TASK:
What is wanted is an exact copy of all the entries.

DATA RECORDS:

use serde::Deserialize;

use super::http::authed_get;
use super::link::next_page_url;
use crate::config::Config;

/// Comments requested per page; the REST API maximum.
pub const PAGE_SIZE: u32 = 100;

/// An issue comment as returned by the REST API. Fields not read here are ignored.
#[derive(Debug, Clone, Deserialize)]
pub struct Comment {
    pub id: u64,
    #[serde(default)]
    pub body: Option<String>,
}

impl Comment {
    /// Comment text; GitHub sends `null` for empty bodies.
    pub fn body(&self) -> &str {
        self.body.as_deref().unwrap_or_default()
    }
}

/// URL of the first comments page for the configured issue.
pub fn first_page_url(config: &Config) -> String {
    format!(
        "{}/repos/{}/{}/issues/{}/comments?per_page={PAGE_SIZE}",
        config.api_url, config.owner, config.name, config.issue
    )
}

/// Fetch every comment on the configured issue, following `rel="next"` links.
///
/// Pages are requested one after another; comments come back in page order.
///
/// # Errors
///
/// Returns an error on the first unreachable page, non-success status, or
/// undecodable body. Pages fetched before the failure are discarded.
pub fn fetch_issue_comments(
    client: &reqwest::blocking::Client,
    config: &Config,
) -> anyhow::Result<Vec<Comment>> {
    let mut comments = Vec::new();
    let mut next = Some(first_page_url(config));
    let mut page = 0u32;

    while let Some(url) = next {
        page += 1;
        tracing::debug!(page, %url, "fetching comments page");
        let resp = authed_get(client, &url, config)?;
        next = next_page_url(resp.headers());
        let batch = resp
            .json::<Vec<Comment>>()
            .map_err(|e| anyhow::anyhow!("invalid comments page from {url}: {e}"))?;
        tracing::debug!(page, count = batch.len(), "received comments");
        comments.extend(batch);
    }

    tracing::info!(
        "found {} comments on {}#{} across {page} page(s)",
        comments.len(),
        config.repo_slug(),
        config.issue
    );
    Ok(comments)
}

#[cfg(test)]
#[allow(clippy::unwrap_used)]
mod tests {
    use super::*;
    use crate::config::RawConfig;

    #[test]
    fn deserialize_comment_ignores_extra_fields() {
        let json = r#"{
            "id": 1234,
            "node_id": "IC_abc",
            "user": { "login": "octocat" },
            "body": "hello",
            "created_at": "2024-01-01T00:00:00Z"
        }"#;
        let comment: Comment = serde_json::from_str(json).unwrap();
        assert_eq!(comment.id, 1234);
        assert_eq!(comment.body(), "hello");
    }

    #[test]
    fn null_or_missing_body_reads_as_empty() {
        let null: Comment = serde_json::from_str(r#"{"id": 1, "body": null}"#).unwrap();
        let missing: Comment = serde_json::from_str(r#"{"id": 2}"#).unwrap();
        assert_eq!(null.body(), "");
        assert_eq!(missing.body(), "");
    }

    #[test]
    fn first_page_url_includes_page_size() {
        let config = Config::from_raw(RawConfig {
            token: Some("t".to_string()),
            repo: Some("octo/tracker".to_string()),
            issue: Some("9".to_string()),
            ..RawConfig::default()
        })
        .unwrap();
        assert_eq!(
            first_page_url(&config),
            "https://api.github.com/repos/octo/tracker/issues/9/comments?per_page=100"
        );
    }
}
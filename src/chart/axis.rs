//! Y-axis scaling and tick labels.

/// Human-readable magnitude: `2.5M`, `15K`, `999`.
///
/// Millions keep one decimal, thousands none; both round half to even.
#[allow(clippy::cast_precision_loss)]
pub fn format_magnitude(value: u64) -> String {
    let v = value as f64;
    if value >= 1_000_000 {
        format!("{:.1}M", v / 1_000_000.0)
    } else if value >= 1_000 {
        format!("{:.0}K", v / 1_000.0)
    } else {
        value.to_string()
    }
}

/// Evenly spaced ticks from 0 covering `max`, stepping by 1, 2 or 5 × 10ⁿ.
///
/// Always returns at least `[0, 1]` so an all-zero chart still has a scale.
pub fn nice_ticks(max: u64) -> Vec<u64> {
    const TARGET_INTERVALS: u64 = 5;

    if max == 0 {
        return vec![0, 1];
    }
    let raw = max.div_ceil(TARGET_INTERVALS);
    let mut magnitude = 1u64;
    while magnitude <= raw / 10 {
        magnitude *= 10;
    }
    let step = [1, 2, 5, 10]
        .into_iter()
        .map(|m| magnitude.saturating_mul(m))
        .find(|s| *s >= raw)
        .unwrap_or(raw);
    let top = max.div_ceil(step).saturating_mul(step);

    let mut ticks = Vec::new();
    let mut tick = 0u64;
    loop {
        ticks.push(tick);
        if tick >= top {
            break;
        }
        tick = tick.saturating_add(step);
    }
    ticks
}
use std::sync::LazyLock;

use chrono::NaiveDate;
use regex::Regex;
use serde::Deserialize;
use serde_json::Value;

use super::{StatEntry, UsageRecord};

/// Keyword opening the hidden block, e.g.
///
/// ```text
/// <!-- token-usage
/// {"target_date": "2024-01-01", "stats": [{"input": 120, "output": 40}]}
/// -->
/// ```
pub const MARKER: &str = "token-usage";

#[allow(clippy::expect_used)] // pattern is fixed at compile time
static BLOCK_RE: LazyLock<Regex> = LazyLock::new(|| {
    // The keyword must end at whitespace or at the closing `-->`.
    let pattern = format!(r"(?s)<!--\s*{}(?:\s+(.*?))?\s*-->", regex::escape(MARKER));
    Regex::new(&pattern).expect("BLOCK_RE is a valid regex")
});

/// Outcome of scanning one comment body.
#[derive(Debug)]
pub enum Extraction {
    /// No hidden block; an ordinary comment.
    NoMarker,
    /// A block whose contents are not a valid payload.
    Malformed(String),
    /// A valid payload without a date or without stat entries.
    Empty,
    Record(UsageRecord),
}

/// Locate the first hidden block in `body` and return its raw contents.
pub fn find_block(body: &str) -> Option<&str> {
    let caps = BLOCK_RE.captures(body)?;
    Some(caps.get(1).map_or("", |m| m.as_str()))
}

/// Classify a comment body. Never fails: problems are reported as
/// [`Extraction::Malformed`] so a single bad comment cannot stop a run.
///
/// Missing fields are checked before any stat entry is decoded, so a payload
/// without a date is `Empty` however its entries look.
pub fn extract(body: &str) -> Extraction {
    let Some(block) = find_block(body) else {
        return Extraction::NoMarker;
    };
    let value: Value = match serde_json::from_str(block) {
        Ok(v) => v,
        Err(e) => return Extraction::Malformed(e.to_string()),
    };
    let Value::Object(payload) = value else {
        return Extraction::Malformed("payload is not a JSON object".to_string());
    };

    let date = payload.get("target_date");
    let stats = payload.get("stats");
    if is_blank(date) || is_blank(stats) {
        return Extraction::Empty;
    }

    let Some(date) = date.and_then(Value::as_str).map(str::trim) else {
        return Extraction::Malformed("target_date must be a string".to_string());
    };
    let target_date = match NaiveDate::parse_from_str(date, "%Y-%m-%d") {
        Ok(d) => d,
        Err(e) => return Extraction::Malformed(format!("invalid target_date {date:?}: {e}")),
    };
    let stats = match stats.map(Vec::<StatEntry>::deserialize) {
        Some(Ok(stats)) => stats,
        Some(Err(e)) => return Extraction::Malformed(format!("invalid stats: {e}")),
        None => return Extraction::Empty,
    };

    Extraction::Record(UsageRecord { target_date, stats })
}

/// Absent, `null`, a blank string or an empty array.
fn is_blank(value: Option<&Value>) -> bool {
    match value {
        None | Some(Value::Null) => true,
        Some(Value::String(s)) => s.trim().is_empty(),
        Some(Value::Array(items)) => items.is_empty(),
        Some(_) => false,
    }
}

SOLUTION TO THIS EXERCISE:
use serde::Deserialize;

use super::http::authed_get;
use super::link::next_page_url;
use crate::config::Config;

/// Comments requested per page; the REST API maximum.
pub const PAGE_SIZE: u32 = 100;

/// An issue comment as returned by the REST API. Fields not read here are ignored.
#[derive(Debug, Clone, Deserialize)]
pub struct Comment {
    pub id: u64,
    #[serde(default)]
    pub body: Option<String>,
}

impl Comment {
    /// Comment text; GitHub sends `null` for empty bodies.
    pub fn body(&self) -> &str {
        self.body.as_deref().unwrap_or_default()
    }
}

/// URL of the first comments page for the configured issue.
pub fn first_page_url(config: &Config) -> String {
    format!(
        "{}/repos/{}/{}/issues/{}/comments?per_page={PAGE_SIZE}",
        config.api_url, config.owner, config.name, config.issue
    )
}

/// Fetch every comment on the configured issue, following `rel="next"` links.
///
/// Pages are requested one after another; comments come back in page order.
///
/// # Errors
///
/// Returns an error on the first unreachable page, non-success status, or
/// undecodable body. Pages fetched before the failure are discarded.
pub fn fetch_issue_comments(
    client: &reqwest::blocking::Client,
    config: &Config,
) -> anyhow::Result<Vec<Comment>> {
    let mut comments = Vec::new();
    let mut next = Some(first_page_url(config));
    let mut page = 0u32;

    while let Some(url) = next {
        page += 1;
        tracing::debug!(page, %url, "fetching comments page");
        let resp = authed_get(client, &url, config)?;
        next = next_page_url(resp.headers());
        let batch = resp
            .json::<Vec<Comment>>()
            .map_err(|e| anyhow::anyhow!("invalid comments page from {url}: {e}"))?;
        tracing::debug!(page, count = batch.len(), "received comments");
        comments.extend(batch);
    }

    tracing::info!(
        "found {} comments on {}#{} across {page} page(s)",
        comments.len(),
        config.repo_slug(),
        config.issue
    );
    Ok(comments)
}

#[cfg(test)]
#[allow(clippy::unwrap_used)]
mod tests {
    use super::*;
    use crate::config::RawConfig;

    #[test]
    fn deserialize_comment_ignores_extra_fields() {
        let json = r#"{
            "id": 1234,
            "node_id": "IC_abc",
            "user": { "login": "octocat" },
            "body": "hello",
            "created_at": "2024-01-01T00:00:00Z"
        }"#;
        let comment: Comment = serde_json::from_str(json).unwrap();
        assert_eq!(comment.id, 1234);
        assert_eq!(comment.body(), "hello");
    }

    #[test]
    fn null_or_missing_body_reads_as_empty() {
        let null: Comment = serde_json::from_str(r#"{"id": 1, "body": null}"#).unwrap();
        let missing: Comment = serde_json::from_str(r#"{"id": 2}"#).unwrap();
        assert_eq!(null.body(), "");
        assert_eq!(missing.body(), "");
    }

    #[test]
    fn first_page_url_includes_page_size() {
        let config = Config::from_raw(RawConfig {
            token: Some("t".to_string()),
            repo: Some("octo/tracker".to_string()),
            issue: Some("9".to_string()),
            ..RawConfig::default()
        })
        .unwrap();
        assert_eq!(
            first_page_url(&config),
            "https://api.github.com/repos/octo/tracker/issues/9/comments?per_page=100"
        );
    }
}
filename src/chart/axis.rs
//! Y-axis scaling and tick labels.

/// Human-readable magnitude: `2.5M`, `15K`, `999`.
///
/// Millions keep one decimal, thousands none; both round half to even.
#[allow(clippy::cast_precision_loss)]
pub fn format_magnitude(value: u64) -> String {
    let v = value as f64;
    if value >= 1_000_000 {
        format!("{:.1}M", v / 1_000_000.0)
    } else if value >= 1_000 {
        format!("{:.0}K", v / 1_000.0)
    } else {
        value.to_string()
    }
}

/// Evenly spaced ticks from 0 covering `max`, stepping by 1, 2 or 5 × 10ⁿ.
///
/// Always returns at least `[0, 1]` so an all-zero chart still has a scale.
pub fn nice_ticks(max: u64) -> Vec<u64> {
    const TARGET_INTERVALS: u64 = 5;

    if max == 0 {
        return vec![0, 1];
    }
    let raw = max.div_ceil(TARGET_INTERVALS);
    let mut magnitude = 1u64;
    while magnitude <= raw / 10 {
        magnitude *= 10;
    }
    let step = [1, 2, 5, 10]
        .into_iter()
        .map(|m| magnitude.saturating_mul(m))
        .find(|s| *s >= raw)
        .unwrap_or(raw);
    let top = max.div_ceil(step).saturating_mul(step);

    let mut ticks = Vec::new();
    let mut tick = 0u64;
    loop {
        ticks.push(tick);
        if tick >= top {
            break;
        }
        tick = tick.saturating_add(step);
    }
    ticks
}
use std::sync::LazyLock;

use chrono::NaiveDate;
use regex::Regex;
use serde::Deserialize;
use serde_json::Value;

use super::{StatEntry, UsageRecord};

/// Keyword opening the hidden block, e.g.
///
/// ```text
/// <!-- token-usage
/// {"target_date": "2024-01-01", "stats": [{"input": 120, "output": 40}]}
/// -->
/// ```
pub const MARKER: &str = "token-usage";

#[allow(clippy::expect_used)] // pattern is fixed at compile time
static BLOCK_RE: LazyLock<Regex> = LazyLock::new(|| {
    // The keyword must end at whitespace or at the closing `-->`.
    let pattern = format!(r"(?s)<!--\s*{}(?:\s+(.*?))?\s*-->", regex::escape(MARKER));
    Regex::new(&pattern).expect("BLOCK_RE is a valid regex")
});

/// Outcome of scanning one comment body.
#[derive(Debug)]
pub enum Extraction {
    /// No hidden block; an ordinary comment.
    NoMarker,
    /// A block whose contents are not a valid payload.
    Malformed(String),
    /// A valid payload without a date or without stat entries.
    Empty,
    Record(UsageRecord),
}

/// Locate the first hidden block in `body` and return its raw contents.
pub fn find_block(body: &str) -> Option<&str> {
    let caps = BLOCK_RE.captures(body)?;
    Some(caps.get(1).map_or("", |m| m.as_str()))
}

/// Classify a comment body. Never fails: problems are reported as
/// [`Extraction::Malformed`] so a single bad comment cannot stop a run.
///
/// Missing fields are checked before any stat entry is decoded, so a payload
/// without a date is `Empty` however its entries look.
pub fn extract(body: &str) -> Extraction {
    let Some(block) = find_block(body) else {
        return Extraction::NoMarker;
    };
    let value: Value = match serde_json::from_str(block) {
        Ok(v) => v,
        Err(e) => return Extraction::Malformed(e.to_string()),
    };
    let Value::Object(payload) = value else {
        return Extraction::Malformed("payload is not a JSON object".to_string());
    };

    let date = payload.get("target_date");
    let stats = payload.get("stats");
    if is_blank(date) || is_blank(stats) {
        return Extraction::Empty;
    }

    let Some(date) = date.and_then(Value::as_str).map(str::trim) else {
        return Extraction::Malformed("target_date must be a string".to_string());
    };
    let target_date = match NaiveDate::parse_from_str(date, "%Y-%m-%d") {
        Ok(d) => d,
        Err(e) => return Extraction::Malformed(format!("invalid target_date {date:?}: {e}")),
    };
    let stats = match stats.map(Vec::<StatEntry>::deserialize) {
        Some(Ok(stats)) => stats,
        Some(Err(e)) => return Extraction::Malformed(format!("invalid stats: {e}")),
        None => return Extraction::Empty,
    };

    Extraction::Record(UsageRecord { target_date, stats })
}

/// Absent, `null`, a blank string or an empty array.
fn is_blank(value: Option<&Value>) -> bool {
    match value {
        None | Some(Value::Null) => true,
        Some(Value::String(s)) => s.trim().is_empty(),
        Some(Value::Array(items)) => items.is_empty(),
        Some(_) => false,
    }
}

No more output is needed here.